Construction Not Quake-Resistant

But Central and Eastern states “don’t have earthquake-resistant construction practices, so a lot of those places could be in for a worse disaster when they do have an earthquake,” said seismologist Kate Hutton of the California Institute of Technology in Pasadena.

Russ, USGS seismologist Tom Heaton in Pasadena and seismologist Lynn Sykes of Columbia University’s Lamont-Doherty Geological Observatory in Palisades, N.Y., said four regions outside California and Alaska are most likely to be shaken by destructive temblors sooner or later:

- The Central States, where four quakes with magnitudes that, it is estimated, would have registered up to 8.6 on the Richter scale (which was not developed until 1935) ruptured the New Madrid, Mo., seismic zone during the winter of 1811-12. The quakes were the largest in recorded history in the contiguous 48 states. They killed several dozen people, toppled cabins, snapped trees, temporarily reversed the flow of the Mississippi River, caused some damage in Chicago and Cincinnati, and cracked pavement and rang church bells as far away as Washington, D.C., New York and Boston.

- The East Coast, which was rocked by a quake estimated as approaching magnitude 7 near Charleston, S.C., on Aug. 31, 1886, collapsing buildings in South Carolina and killing about 60 people.

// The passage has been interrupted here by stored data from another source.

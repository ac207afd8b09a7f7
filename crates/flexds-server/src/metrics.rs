//! xDS delivery metrics.

use once_cell::sync::Lazy;
use prometheus::{
    register_int_counter_vec, register_int_gauge, IntCounter, IntCounterVec, IntGauge,
};

static REQUESTS: Lazy<IntCounterVec> = Lazy::new(|| {
    register_int_counter_vec!(
        "flexds_xds_requests_total",
        "Discovery requests received",
        &["type_url"]
    )
    .expect("metric registration")
});

static RESPONSES: Lazy<IntCounterVec> = Lazy::new(|| {
    register_int_counter_vec!(
        "flexds_xds_responses_total",
        "Discovery responses sent",
        &["type_url"]
    )
    .expect("metric registration")
});

static ACKS: Lazy<IntCounterVec> = Lazy::new(|| {
    register_int_counter_vec!(
        "flexds_xds_acks_total",
        "Discovery responses acknowledged by clients",
        &["type_url"]
    )
    .expect("metric registration")
});

static NACKS: Lazy<IntCounterVec> = Lazy::new(|| {
    register_int_counter_vec!(
        "flexds_xds_nacks_total",
        "Discovery responses rejected by clients",
        &["type_url"]
    )
    .expect("metric registration")
});

static ACTIVE_STREAMS: Lazy<IntGauge> = Lazy::new(|| {
    register_int_gauge!("flexds_xds_active_streams", "Currently open ADS streams")
        .expect("metric registration")
});

pub(crate) fn requests(type_url: &str) -> IntCounter {
    REQUESTS.with_label_values(&[type_url])
}

pub(crate) fn responses(type_url: &str) -> IntCounter {
    RESPONSES.with_label_values(&[type_url])
}

pub(crate) fn acks(type_url: &str) -> IntCounter {
    ACKS.with_label_values(&[type_url])
}

pub(crate) fn nacks(type_url: &str) -> IntCounter {
    NACKS.with_label_values(&[type_url])
}

/// Holds the active-stream gauge up for the lifetime of a stream task.
#[derive(Debug)]
pub(crate) struct StreamGuard;

impl StreamGuard {
    pub(crate) fn new() -> Self {
        ACTIVE_STREAMS.inc();
        Self
    }
}

impl Drop for StreamGuard {
    fn drop(&mut self) {
        ACTIVE_STREAMS.dec();
    }
}
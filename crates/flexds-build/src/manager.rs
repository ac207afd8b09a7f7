//! Snapshot manager: build, install under the reference key, fan out.

use std::sync::Arc;

use tracing::{debug, error, info};

use flexds_cache::SnapshotCache;
use flexds_core::{DiscoveredService, NodeKey, ResourceKind};

use crate::builder::build_snapshot;
use crate::metrics;

/// Owns the cache-installation side of the pipeline.
///
/// Every successful build is installed under the reference sentinel and then
/// copied to every client key currently inhabiting the cache, waking the
/// streams serving those clients. A failed build leaves the previous
/// snapshot in place everywhere.
#[derive(Debug)]
pub struct SnapshotManager {
    cache: Arc<SnapshotCache>,
    listener_ports: Vec<u16>,
}

impl SnapshotManager {
    /// Create a manager over the shared cache.
    pub fn new(cache: Arc<SnapshotCache>, listener_ports: Vec<u16>) -> Self {
        Self {
            cache,
            listener_ports,
        }
    }

    /// The shared cache.
    #[inline]
    pub fn cache(&self) -> &Arc<SnapshotCache> {
        &self.cache
    }

    /// Build a snapshot from the merged service set and push it.
    ///
    /// Build errors are terminal for this build only: they are logged and
    /// counted, and the previous snapshot remains current.
    pub fn build_and_push(&self, services: &[DiscoveredService]) {
        let snapshot = match build_snapshot(services, &self.listener_ports) {
            Ok(snapshot) => snapshot,
            Err(error) => {
                error!(%error, "snapshot build failed, keeping previous snapshot");
                metrics::build_failures().inc();
                return;
            }
        };

        let version = snapshot.version().to_string();
        let counts: Vec<(ResourceKind, usize)> = ResourceKind::ALL
            .into_iter()
            .map(|kind| (kind, snapshot.resources(kind).map_or(0, |set| set.len())))
            .collect();

        self.cache.set(NodeKey::reference(), snapshot.clone());

        let keys = self.cache.keys();
        debug!(?keys, "fanning out snapshot");
        for key in keys {
            if key.is_reference() {
                continue;
            }
            self.cache.set(key, snapshot.clone());
        }

        info!(
            version = %version,
            clusters = counts[0].1,
            endpoints = counts[1].1,
            listeners = counts[2].1,
            routes = counts[3].1,
            "snapshot pushed"
        );
        metrics::snapshots_pushed().inc();
    }
}

#[cfg(test)]
mod tests {
    use super::*;
    use flexds_core::{MatchType, Rewrite, RoutePattern, ServiceInstance};

    fn routable(name: &str) -> DiscoveredService {
        DiscoveredService {
            name: name.to_string(),
            instances: vec![ServiceInstance::new("h1", 8080)],
            routes: vec![RoutePattern {
                name: format!("{name}-route-1"),
                match_type: MatchType::Path,
                path_prefix: format!("/{name}"),
                header_name: String::new(),
                header_value: String::new(),
                rewrite: Rewrite::None,
                hosts: RoutePattern::default_hosts(),
            }],
            ..Default::default()
        }
    }

    #[test]
    fn push_installs_reference_snapshot() {
        let cache = Arc::new(SnapshotCache::new());
        let manager = SnapshotManager::new(Arc::clone(&cache), vec![18080]);

        manager.build_and_push(&[routable("api")]);

        let reference = cache.get(&NodeKey::reference()).unwrap();
        assert_eq!(reference.resources(ResourceKind::Cluster).unwrap().len(), 1);
    }

    #[test]
    fn push_fans_out_to_known_clients() {
        let cache = Arc::new(SnapshotCache::new());
        let manager = SnapshotManager::new(Arc::clone(&cache), vec![18080]);

        // A client that connected earlier.
        let client = NodeKey::new("envoy-1");
        cache.set(client.clone(), flexds_cache::Snapshot::builder().version("0").build());

        manager.build_and_push(&[routable("api")]);

        let reference = cache.get(&NodeKey::reference()).unwrap();
        let client_snapshot = cache.get(&client).unwrap();
        assert_eq!(client_snapshot.version(), reference.version());
    }

    #[test]
    fn empty_service_set_pushes_empty_snapshot() {
        let cache = Arc::new(SnapshotCache::new());
        let manager = SnapshotManager::new(Arc::clone(&cache), vec![18080]);

        manager.build_and_push(&[routable("api")]);
        let before: u64 = cache.get(&NodeKey::reference()).unwrap().version().parse().unwrap();

        manager.build_and_push(&[]);
        let reference = cache.get(&NodeKey::reference()).unwrap();
        assert!(reference.is_empty());
        let after: u64 = reference.version().parse().unwrap();
        assert!(after > before);
    }
}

- The Pacific Northwest, including Oregon, Washington state and Vancouver Island, British Columbia. Heaton said growing evidence suggests the region was ravaged by prehistoric 9-magnitude monster quakes every 500 to 1,000 years, inundating coastal areas with tsunamis, or quake-caused sea waves. Sykes said evidence for such quakes is inconclusive, but jolts up to 6.5 have occurred.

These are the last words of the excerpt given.